YOUR INSTRUCTIONS —
Every line holding the string "SegmentMasses" should be copied out of the listing.
********
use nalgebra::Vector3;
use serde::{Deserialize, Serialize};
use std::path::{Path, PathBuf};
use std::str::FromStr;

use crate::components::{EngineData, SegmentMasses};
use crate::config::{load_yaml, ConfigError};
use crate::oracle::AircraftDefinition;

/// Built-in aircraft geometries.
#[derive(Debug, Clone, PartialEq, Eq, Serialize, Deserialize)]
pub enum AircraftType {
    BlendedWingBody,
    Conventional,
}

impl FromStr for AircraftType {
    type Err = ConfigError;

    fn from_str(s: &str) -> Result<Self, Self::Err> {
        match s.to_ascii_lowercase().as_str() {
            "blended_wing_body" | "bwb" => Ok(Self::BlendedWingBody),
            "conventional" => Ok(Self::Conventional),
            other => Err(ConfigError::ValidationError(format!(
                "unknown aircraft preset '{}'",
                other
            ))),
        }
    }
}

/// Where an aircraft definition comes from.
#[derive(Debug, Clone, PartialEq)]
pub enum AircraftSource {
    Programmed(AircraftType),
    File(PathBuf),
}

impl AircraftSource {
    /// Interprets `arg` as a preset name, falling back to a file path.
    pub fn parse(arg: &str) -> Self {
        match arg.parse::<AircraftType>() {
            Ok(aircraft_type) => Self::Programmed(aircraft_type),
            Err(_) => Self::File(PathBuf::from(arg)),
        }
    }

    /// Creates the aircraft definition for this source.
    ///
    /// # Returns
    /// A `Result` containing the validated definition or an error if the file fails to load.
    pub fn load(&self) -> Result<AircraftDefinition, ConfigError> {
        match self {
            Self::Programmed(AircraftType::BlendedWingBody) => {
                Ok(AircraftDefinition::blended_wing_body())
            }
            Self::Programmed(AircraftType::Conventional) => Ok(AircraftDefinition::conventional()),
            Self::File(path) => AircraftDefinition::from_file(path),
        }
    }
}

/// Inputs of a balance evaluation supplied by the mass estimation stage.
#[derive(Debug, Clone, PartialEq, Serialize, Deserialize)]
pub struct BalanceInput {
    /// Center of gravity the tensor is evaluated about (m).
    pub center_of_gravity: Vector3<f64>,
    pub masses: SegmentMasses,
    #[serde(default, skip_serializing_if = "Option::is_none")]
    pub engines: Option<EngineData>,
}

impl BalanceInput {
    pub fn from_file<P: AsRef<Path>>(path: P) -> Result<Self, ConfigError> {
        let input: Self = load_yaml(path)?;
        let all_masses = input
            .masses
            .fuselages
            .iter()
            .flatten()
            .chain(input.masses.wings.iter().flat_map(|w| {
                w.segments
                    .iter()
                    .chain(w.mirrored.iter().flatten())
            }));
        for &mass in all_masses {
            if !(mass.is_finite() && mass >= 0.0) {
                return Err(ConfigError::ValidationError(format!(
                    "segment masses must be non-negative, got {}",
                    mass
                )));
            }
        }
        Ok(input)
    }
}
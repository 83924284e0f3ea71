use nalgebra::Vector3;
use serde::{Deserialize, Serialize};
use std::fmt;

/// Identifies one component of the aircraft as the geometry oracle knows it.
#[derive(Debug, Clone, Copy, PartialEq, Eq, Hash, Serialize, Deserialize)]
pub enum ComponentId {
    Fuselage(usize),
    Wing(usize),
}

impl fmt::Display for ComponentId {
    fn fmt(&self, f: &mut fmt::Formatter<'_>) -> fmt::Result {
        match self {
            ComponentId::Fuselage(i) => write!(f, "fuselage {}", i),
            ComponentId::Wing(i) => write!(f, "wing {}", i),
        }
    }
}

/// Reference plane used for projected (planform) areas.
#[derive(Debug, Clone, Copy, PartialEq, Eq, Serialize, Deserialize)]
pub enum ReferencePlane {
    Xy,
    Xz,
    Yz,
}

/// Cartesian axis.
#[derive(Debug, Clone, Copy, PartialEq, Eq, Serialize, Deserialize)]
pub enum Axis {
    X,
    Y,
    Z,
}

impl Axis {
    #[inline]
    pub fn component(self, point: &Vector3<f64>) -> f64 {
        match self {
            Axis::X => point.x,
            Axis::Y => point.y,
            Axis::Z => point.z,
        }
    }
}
********
RESULT OF THIS EXERCISE —
use crate::components::{EngineData, SegmentMasses};
    pub masses: SegmentMasses,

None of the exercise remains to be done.